En las décadas de 1960 y 1970, el psicólogo holandés Geert Hofstede trabajaba para el departamento de recursos humanos de la oficina central europea de IBM. (…) Sostenía que se pueden clasificar las culturas según la confianza que éstas tengan en que el individuo cuide de sí mismo. Llamaba a eso «escala de individualismo versus colectivismo». No obstante, de todas las dimensiones de Hofstede, quizás la más interesante sea la que él llamó el «índice de distancia al poder»: está relacionada con las actitudes hacia la jerarquía, en concreto, con cuánto valora y respeta la autoridad una cultura en particular. Para medir esa distancia, Hofstede hizo preguntas como: «Con qué frecuencia, en su experiencia, se da el siguiente problema: ¿los empleados tienen miedo de expresar su desacuerdo con los gerentes? ¿Hasta qué punto aceptan y esperan los miembros menos poderosos de organizaciones e instituciones que el poder se distribuya desigualmente? ¿Cuánto se respeta y se teme a la gente mayor? ¿Tienen las personas que ostentan el poder privilegios especiales? (…)
(Un ejemplo:) Los accidentes de aviación rara vez se producen en la vida real de la misma manera que en las películas. Las distintas partes del motor no explotan con un violento estallido. El timón de dirección no se rompe por la fuerza del despegue. El capitán no profiere un «¡Dios mío!» al ser arrojado contra el asiento (…). En un choque típico, el tiempo es malo, no necesariamente horrible, pero sí lo suficientemente malo para que el piloto se sienta un poquito más estresado que de costumbre. En un número apabullante de choques, el avión lleva retraso, y por eso los pilotos van con prisa. En el 52% de los choques, en el momento del accidente el piloto llevaba despierto doce horas o más, lo cual significa que está cansado y no piensa con claridad. El 44% de las veces era la primera vez que los pilotos volaban juntos, y eso quiere decir que no se sienten cómodos el uno con el otro.

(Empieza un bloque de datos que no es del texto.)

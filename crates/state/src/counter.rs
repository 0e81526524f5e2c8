// SPDX-License-Identifier: BUSL-1.1
// Copyright (c) 2026 Alfred Jean LLC

//! Decimal counter files backing the compaction-suggestion (spec §4.3.4) and
//! stop-reminder (spec §4.3.12) handlers.
//!
//! Invariant (spec §3.3): a counter file contains only a decimal integer
//! `>= 0` after any successful write. Parse failure is treated as zero, and
//! the next write restores a well-formed value. Races between concurrent
//! invocations may lose increments — the counter is advisory, only
//! monotonicity-over-time is promised (spec §5).

use crate::perms;
use hk_core::paths::safe_join;
use std::path::Path;

/// Read the counter at `dir/<session>.count` (or `dir/<prefix><session>.count`
/// when `prefix` is non-empty), increment it, write it back, and return the
/// new value. `session` is sanitized via [`safe_join`] before any filesystem
/// access (spec §7 "Security validation").
pub fn increment(dir: &Path, prefix: &str, session: &str) -> u64 {
    let _ = perms::ensure_dir(dir);
    let path = safe_join(dir, &format!("{prefix}{session}.count"));
    let current = read(&path);
    let next = current.saturating_add(1);
    write(&path, next);
    next
}

fn read(path: &Path) -> u64 {
    std::fs::read_to_string(path)
        .ok()
        .and_then(|s| s.trim().parse::<u64>().ok())
        .unwrap_or(0)
}

fn write(path: &Path, value: u64) {
    match std::fs::write(path, value.to_string()) {
        Ok(()) => perms::harden_file(path),
        Err(error) => tracing::warn!(path = %path.display(), %error, "failed to write counter"),
    }
}

#[cfg(test)]
#[path = "counter_tests.rs"]
mod tests;
// SPDX-License-Identifier: BUSL-1.1
// Copyright (c) 2026 Alfred Jean LLC

//! Event-dispatch binary (spec §6.4): reads one event from stdin, runs the
//! full handler registry, writes the merged response, and exits. Takes no
//! flags beyond `--help`/`--version`.

use clap::Parser;
use hk_adapters::{CommandAudioPlayer, DesktopNotifyAdapter, HttpPushSender};
use hk_core::{Clock, Config, EventName, HookInput, HookOutput, SystemClock};
use hk_handlers::quiet_hours::TimeOfDay;
use hk_handlers::{
    compact_suggest::CompactSuggestHandler, drift::DriftHandler, log_compaction::LogCompactionHandler,
    notify_audio::NotifyAudioHandler, notify_desktop::NotifyDesktopHandler, notify_push::NotifyPushHandler,
    observe::ObserveHandler, package_manager::PackageManagerHandler,
    precommit_reminder::PrecommitReminderHandler, session_context::SessionContextHandler,
    session_end::SessionEndHandler, stop_reminder::StopReminderHandler, superpowers::SuperpowersHandler,
    Registry,
};
use hk_state::debug_trace::{DebugTrace, TraceEvent};
use std::path::{Path, PathBuf};
use std::sync::Arc;

/// Hook dispatcher: reads one event from stdin and runs the registered
/// handlers for it.
#[derive(Parser)]
#[command(name = "dispatch", version, long_version = concat!(env!("CARGO_PKG_VERSION"), " (", env!("BUILD_GIT_HASH"), ")"))]
struct Args;

#[tokio::main]
async fn main() {
    let _ = Args::parse();
    init_tracing();

    let input = HookInput::read_stdin();
    let config = Config::load(Path::new(&input.cwd));
    let registry = build_registry(&config);

    let trace = debug_trace(&config, &input);
    if let Some(trace) = &trace {
        trace.append(&TraceEvent { timestamp: now_iso(), event: "dispatch_start", detail: Some(&serde_json::json!({"hookEventName": input.event_name.to_string()})) });
    }

    let response = registry.dispatch(&input).await;

    if let Some(trace) = &trace {
        trace.append(&TraceEvent {
            timestamp: now_iso(),
            event: "dispatch_end",
            detail: Some(&serde_json::json!({"exitCode": response.exit_code})),
        });
    }

    if let Some(stdout) = &response.stdout {
        print_stdout(stdout);
    }
    if !response.stderr.is_empty() {
        eprint!("{}", response.stderr);
    }
    std::process::exit(response.exit_code);
}

/// Builds the `HK_DEBUG`/`config.debug.enabled` trace sink (spec §6.6
/// `<cache>/debug/`). Absent entirely when debug tracing isn't on, so a
/// normal invocation never touches the filesystem for it.
fn debug_trace(config: &Config, input: &HookInput) -> Option<DebugTrace> {
    if !config.debug.enabled {
        return None;
    }
    let cache_dir = hk_core::paths::cache_dir()?;
    let clock = SystemClock;
    Some(DebugTrace::new(&cache_dir, Path::new(&input.cwd), &clock.epoch_ms().to_string()))
}

fn now_iso() -> String {
    hk_core::timestamp::format_iso8601(SystemClock.epoch_ms())
}

fn print_stdout(output: &HookOutput) {
    match serde_json::to_string(output) {
        Ok(json) => println!("{json}"),
        Err(error) => tracing::warn!(%error, "failed to serialize hook output"),
    }
}

fn init_tracing() {
    let filter = if std::env::var("HK_DEBUG").as_deref() == Ok("1") { "debug" } else { "warn" };
    let _ = tracing_subscriber::fmt()
        .with_env_filter(tracing_subscriber::EnvFilter::new(filter))
        .with_writer(std::io::stderr)
        .try_init();
}

fn build_registry(config: &Config) -> Registry {
    let clock = Arc::new(SystemClock);
    let cache_dir = hk_core::paths::cache_dir().unwrap_or_else(|| PathBuf::from(".hk-cache"));
    let home_dir = hk_core::paths::home_dir().unwrap_or_else(|| PathBuf::from(".hk-home"));

    let mut registry = Registry::new();

    registry.register(EventName::SessionStart, Arc::new(SuperpowersHandler::new()));
    registry.register(
        EventName::SessionStart,
        Arc::new(PackageManagerHandler::new(config.package_manager.preferred.clone())),
    );
    registry.register(EventName::SessionStart, Arc::new(SessionContextHandler::new(home_dir.clone())));

    registry.register(
        EventName::PreToolUse,
        Arc::new(CompactSuggestHandler::new(
            cache_dir.join("compact"),
            config.compact.threshold as u64,
            config.compact.reminder_interval as u64,
        )),
    );
    registry.register(
        EventName::PreToolUse,
        Arc::new(ObserveHandler::new(
            cache_dir.join("observations"),
            "pre",
            config.observe.enabled,
            config.observe.max_file_size_mb,
            clock.clone(),
        )),
    );
    registry.register(
        EventName::PreToolUse,
        Arc::new(PrecommitReminderHandler::new(config.pre_commit.enabled, config.pre_commit.command.clone())),
    );

    registry.register(
        EventName::PostToolUse,
        Arc::new(ObserveHandler::new(
            cache_dir.join("observations"),
            "post",
            config.observe.enabled,
            config.observe.max_file_size_mb,
            clock.clone(),
        )),
    );
    registry.register(
        EventName::PostToolUseFailure,
        Arc::new(ObserveHandler::new(
            cache_dir.join("observations"),
            "failure",
            config.observe.enabled,
            config.observe.max_file_size_mb,
            clock.clone(),
        )),
    );

    registry.register(EventName::PreCompact, Arc::new(LogCompactionHandler::new(cache_dir.clone(), clock.clone())));

    let quiet_start = TimeOfDay::parse(&config.notify.quiet_hours.start);
    let quiet_end = TimeOfDay::parse(&config.notify.quiet_hours.end);
    registry.register(
        EventName::Notification,
        Arc::new(NotifyAudioHandler::new(
            Arc::new(CommandAudioPlayer::new()),
            clock.clone(),
            config.notify.audio.enabled,
            config.notify.audio.directory.clone().map(PathBuf::from),
            config.notify.quiet_hours.enabled,
            quiet_start,
            quiet_end,
        )),
    );
    registry.register(
        EventName::Notification,
        Arc::new(NotifyDesktopHandler::new(
            Arc::new(DesktopNotifyAdapter::new()),
            clock.clone(),
            config.notify.desktop.enabled,
            config.notify.quiet_hours.enabled,
            quiet_start,
            quiet_end,
        )),
    );
    registry.register(
        EventName::Notification,
        Arc::new(NotifyPushHandler::new(
            Arc::new(HttpPushSender::default()),
            clock.clone(),
            config.notifications.push_topic.clone(),
            config.notify.quiet_hours.enabled,
            quiet_start,
            quiet_end,
        )),
    );

    if config.drift.enabled {
        registry.register(
            EventName::UserPromptSubmit,
            Arc::new(DriftHandler::new(cache_dir.join("drift"), config.drift.min_edits, config.drift.threshold)),
        );
    }

    if config.stop_reminder.enabled {
        registry.register(
            EventName::Stop,
            Arc::new(StopReminderHandler::new(
                cache_dir.join("stop"),
                config.stop_reminder.interval as u64,
                config.stop_reminder.warn_at as u64,
            )),
        );
    }

    registry.register(
        EventName::SessionEnd,
        Arc::new(SessionEndHandler::new(
            home_dir,
            clock,
            Some(config.learning.min_session_length as u64),
        )),
    );

    registry
}
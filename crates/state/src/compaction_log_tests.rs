// SPDX-License-Identifier: BUSL-1.1
// Copyright (c) 2026 Alfred Jean LLC

use super::*;
use hk_core::FakeClock;
use tempfile::tempdir;

#[test]
fn record_appends_one_line_with_reason() {
    let dir = tempdir().unwrap();
    let clock = FakeClock::new();
    clock.set_epoch_ms(1_753_833_600_000); // 2025-07-30T00:00:00Z
    record(dir.path(), &clock, "triggered");

    let contents = std::fs::read_to_string(dir.path().join("compaction-log.txt")).unwrap();
    assert_eq!(contents.lines().count(), 1);
    assert!(contents.contains("compaction triggered"));
    assert!(contents.starts_with("[2025-07-30"));
}

#[test]
fn record_appends_across_calls() {
    let dir = tempdir().unwrap();
    let clock = FakeClock::new();
    record(dir.path(), &clock, "triggered");
    record(dir.path(), &clock, "reminder");

    let contents = std::fs::read_to_string(dir.path().join("compaction-log.txt")).unwrap();
    assert_eq!(contents.lines().count(), 2);
}

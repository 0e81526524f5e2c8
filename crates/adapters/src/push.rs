// SPDX-License-Identifier: BUSL-1.1
// Copyright (c) 2026 Alfred Jean LLC

//! Push notification port backing the notification-push handler
//! (spec §4.3.10).

use async_trait::async_trait;
use thiserror::Error;

#[derive(Debug, Error)]
pub enum PushError {
    #[error("send failed: {0}")]
    SendFailed(String),
}

/// Injected push sender.
#[async_trait]
pub trait PushPort: Send + Sync + 'static {
    async fn send(&self, topic: &str, title: &str, message: &str) -> Result<(), PushError>;
}

/// Posts a JSON payload to `https://ntfy.sh/<topic>`-style push gateways.
#[derive(Clone)]
pub struct HttpPushSender {
    client: reqwest::Client,
    base_url: String,
}

impl HttpPushSender {
    /// `client` is built with a request timeout so a hung push gateway can't
    /// stall the dispatcher past [`hk_core::NOTIFICATION_DEADLINE`].
    pub fn new(base_url: impl Into<String>) -> Self {
        let client = reqwest::Client::builder()
            .timeout(hk_core::NOTIFICATION_DEADLINE)
            .build()
            .unwrap_or_else(|_| reqwest::Client::new());
        Self { client, base_url: base_url.into() }
    }
}

impl Default for HttpPushSender {
    fn default() -> Self {
        Self::new("https://ntfy.sh")
    }
}

#[async_trait]
impl PushPort for HttpPushSender {
    async fn send(&self, topic: &str, title: &str, message: &str) -> Result<(), PushError> {
        let url = format!("{}/{topic}", self.base_url);
        let response = self
            .client
            .post(&url)
            .header("Title", title)
            .body(message.to_string())
            .send()
            .await
            .map_err(|error| PushError::SendFailed(error.to_string()))?;
        if !response.status().is_success() {
            return Err(PushError::SendFailed(format!("status {}", response.status())));
        }
        Ok(())
    }
}

#[cfg(any(test, feature = "test-support"))]
#[cfg_attr(coverage_nightly, coverage(off))]
mod fake {
    use super::{PushError, PushPort};
    use async_trait::async_trait;
    use parking_lot::Mutex;
    use std::sync::Arc;

    #[derive(Debug, Clone)]
    pub struct PushCall {
        pub topic: String,
        pub title: String,
        pub message: String,
    }

    #[derive(Clone, Default)]
    pub struct FakePushPort {
        calls: Arc<Mutex<Vec<PushCall>>>,
    }

    impl FakePushPort {
        pub fn new() -> Self {
            Self::default()
        }

        pub fn calls(&self) -> Vec<PushCall> {
            self.calls.lock().clone()
        }
    }

    #[async_trait]
    impl PushPort for FakePushPort {
        async fn send(&self, topic: &str, title: &str, message: &str) -> Result<(), PushError> {
            self.calls.lock().push(PushCall {
                topic: topic.to_string(),
                title: title.to_string(),
                message: message.to_string(),
            });
            Ok(())
        }
    }
}

#[cfg(any(test, feature = "test-support"))]
pub use fake::{FakePushPort, PushCall};

#[cfg(test)]
#[path = "push_tests.rs"]
mod tests;
// SPDX-License-Identifier: BUSL-1.1
// Copyright (c) 2026 Alfred Jean LLC

//! Project root discovery (spec §4.4 "Project root discovery"): ascend from
//! the edited file's directory looking for a marker file.

use std::path::{Path, PathBuf};

const MARKER_FILES: &[&str] =
    &["go.mod", "package.json", "Cargo.toml", "pyproject.toml", "setup.py", "Makefile", "Taskfile.yml"];

const VCS_DIRS: &[&str] = &[".git", ".hg", ".svn", ".jj"];
const JUSTFILE_NAMES: &[&str] = &["justfile", "Justfile"];

fn has_marker(dir: &Path) -> bool {
    if VCS_DIRS.iter().any(|name| dir.join(name).exists()) {
        return true;
    }
    if JUSTFILE_NAMES.iter().any(|name| dir.join(name).is_file()) {
        return true;
    }
    MARKER_FILES.iter().any(|name| dir.join(name).is_file())
}

/// Ascend from `start` until a marker file is found. Falls back to `start`
/// itself when no ancestor carries one (spec §4.4).
pub fn discover(start: &Path) -> PathBuf {
    let mut current = start;
    loop {
        if has_marker(current) {
            return current.to_path_buf();
        }
        match current.parent() {
            Some(parent) => current = parent,
            None => return start.to_path_buf(),
        }
    }
}

#[cfg(test)]
#[path = "project_root_tests.rs"]
mod tests;
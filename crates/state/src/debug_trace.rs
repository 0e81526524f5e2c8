// SPDX-License-Identifier: BUSL-1.1
// Copyright (c) 2026 Alfred Jean LLC

//! Structured trace file written when `HK_DEBUG`/`config.debug.enabled` is
//! set (spec §6.6 `<cache>/debug/`): one JSONL file per invocation under
//! `<cache>/debug/<project-hash>/<timestamp>.jsonl`, alongside whatever the
//! `tracing` subscriber already writes to stderr at `debug` level.

use crate::perms;
use serde::Serialize;
use sha2::{Digest, Sha256};
use std::io::Write;
use std::path::{Path, PathBuf};

/// Stable hash of the project root, used as the trace directory name so
/// traces from different projects never collide or interleave.
pub fn project_hash(root: &Path) -> String {
    let mut hasher = Sha256::new();
    hasher.update(root.to_string_lossy().as_bytes());
    let digest = hasher.finalize();
    digest.iter().take(16).map(|byte| format!("{byte:02x}")).collect()
}

#[derive(Debug, Clone, Serialize)]
pub struct TraceEvent<'a> {
    pub timestamp: String,
    pub event: &'a str,
    #[serde(skip_serializing_if = "Option::is_none")]
    pub detail: Option<&'a serde_json::Value>,
}

/// A trace file for one invocation, opened lazily on the first [`append`].
pub struct DebugTrace {
    path: PathBuf,
}

impl DebugTrace {
    /// `timestamp` should be unique per invocation (the hook's own epoch-ms
    /// clock reading is sufficient; collisions just append to the same
    /// file).
    pub fn new(cache_dir: &Path, project_root: &Path, timestamp: &str) -> Self {
        let dir = cache_dir.join("debug").join(project_hash(project_root));
        Self { path: dir.join(format!("{timestamp}.jsonl")) }
    }

    /// Append one JSON line. Write failures are swallowed: a debug trace
    /// must never fail a hook invocation (spec §7).
    pub fn append(&self, event: &TraceEvent) {
        let Some(dir) = self.path.parent() else { return };
        let _ = perms::ensure_dir(dir);
        let Ok(line) = serde_json::to_string(event) else { return };
        match std::fs::OpenOptions::new().create(true).append(true).open(&self.path) {
            Ok(mut file) => {
                let _ = writeln!(file, "{line}");
                perms::harden_file(&self.path);
            }
            Err(error) => tracing::warn!(path = %self.path.display(), %error, "failed to append debug trace"),
        }
    }
}

#[cfg(test)]
#[path = "debug_trace_tests.rs"]
mod tests;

Entonces comienzan los errores, y no sólo uno.
(…) Después del choque de Kennedy (alusión al accidente de un avión colombiano en Nueva York en 1990), la dirección de las líneas aéreas Avianca encargó una investigación. Avianca acababa de tener cuatro accidentes en muy poco tiempo: Barranquilla, Cúcuta, Madrid [93 muertos] y Nueva York, y los cuatro casos, concluyó la línea aérea, «afectaban a aviones en condiciones perfectas para el vuelo, con una tripulación sin limitaciones físicas cuya capacidad de vuelo se consideraba normal o por encima de la media, y aun así, los accidentes se produjeron».
En el choque de Madrid [ocurrido el 27 de noviembre de 1983 en Mejorada del Campo], continuaba el informe, el copiloto intentó avisar al capitán de lo peligrosa que era la situación: «El copiloto tenía razón. Pero murieron porque cuando el copiloto hizo preguntas (…), la reacción del capitán fue ignorarle por completo. Quizá el copiloto no quería parecer rebelde poniendo en entredicho el juicio del capitán, o no quería quedar como un tonto porque sabía que el piloto tenía mucha más experiencia que él en aquella área. El copiloto debería haber defendido sus opiniones con más fuerza».
Nuestra capacidad de tener éxito en lo que hacemos está poderosamente relacionada con el lugar de donde somos. Y ser buen piloto y proceder de una cultura con una alta distancia al poder es una combinación difícil.